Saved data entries
//! REST API exposure
//!
//! Read-only views of the dispatch state plus health checks. Every handler
//! goes through the dispatcher, so answers reflect all events applied before
//! the request arrived.
//!
//! | Route                               | Answer                                  |
//! |-------------------------------------|-----------------------------------------|
//! | `GET /api/status`                   | connection and activity counters        |
//! | `GET /api/ambulances/locations`     | every cached ambulance location         |
//! | `GET /api/ambulances/{id}/location` | one ambulance, 404 if not cached        |
//! | `GET /api/bookings/{id}/ambulance`  | assigned ambulance, 404 if unassigned   |

use super::super::host::ServerHost;
use crate::core::error::DispatchError;
use crate::core::model::LocationRecord;
use crate::dispatch::{BookingAmbulance, StatusReport};
use anyhow::Result;
use axum::extract::{Path, State};
use axum::{Json, Router, routing::get};
use serde_json::{Value, json};
use std::sync::Arc;

/// REST API exposure implementation
pub struct RestExposure;

impl RestExposure {
    /// Build the REST router from a host
    ///
    /// Returns a router with:
    /// - Health check routes
    /// - Status query routes
    /// - Custom routes
    pub fn build_router(host: Arc<ServerHost>, custom_routes: Vec<Router>) -> Result<Router> {
        let mut app = Self::health_routes().merge(Self::status_routes(host));

        for custom_router in custom_routes {
            app = app.merge(custom_router);
        }

        Ok(app)
    }

    fn status_routes(host: Arc<ServerHost>) -> Router {
        Router::new()
            .route("/api/status", get(status))
            .route("/api/ambulances/locations", get(all_locations))
            .route("/api/ambulances/{id}/location", get(ambulance_location))
            .route("/api/bookings/{id}/ambulance", get(booking_ambulance))
            .with_state(host)
    }

    /// Build health check routes
    fn health_routes() -> Router {
        Router::new()
            .route("/health", get(Self::health_check))
            .route("/healthz", get(Self::health_check))
    }

    /// Health check endpoint handler
    async fn health_check() -> Json<Value> {
        Json(json!({
            "status": "ok",
            "service": "ambulance-dispatch"
        }))
    }
}

async fn status(State(host): State<Arc<ServerHost>>) -> Result<Json<StatusReport>, DispatchError> {
    Ok(Json(host.dispatcher().status_report().await?))
}

async fn all_locations(
    State(host): State<Arc<ServerHost>>,
) -> Result<Json<Vec<LocationRecord>>, DispatchError> {
    Ok(Json(host.dispatcher().all_locations().await?))
}

async fn ambulance_location(
    State(host): State<Arc<ServerHost>>,
    Path(id): Path<String>,
) -> Result<Json<LocationRecord>, DispatchError> {
    Ok(Json(host.dispatcher().ambulance_location(id).await?))
}

async fn booking_ambulance(
    State(host): State<Arc<ServerHost>>,
    Path(id): Path<String>,
) -> Result<Json<BookingAmbulance>, DispatchError> {
    Ok(Json(host.dispatcher().booking_ambulance(id).await?))
}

WORK INSTRUCTION
In the records, locate each line holding the string "async" and copy it.

EXERCISE OUTPUT
    async fn health_check() -> Json<Value> {
async fn status(State(host): State<Arc<ServerHost>>) -> Result<Json<StatusReport>, DispatchError> {
async fn all_locations(
async fn ambulance_location(
async fn booking_ambulance(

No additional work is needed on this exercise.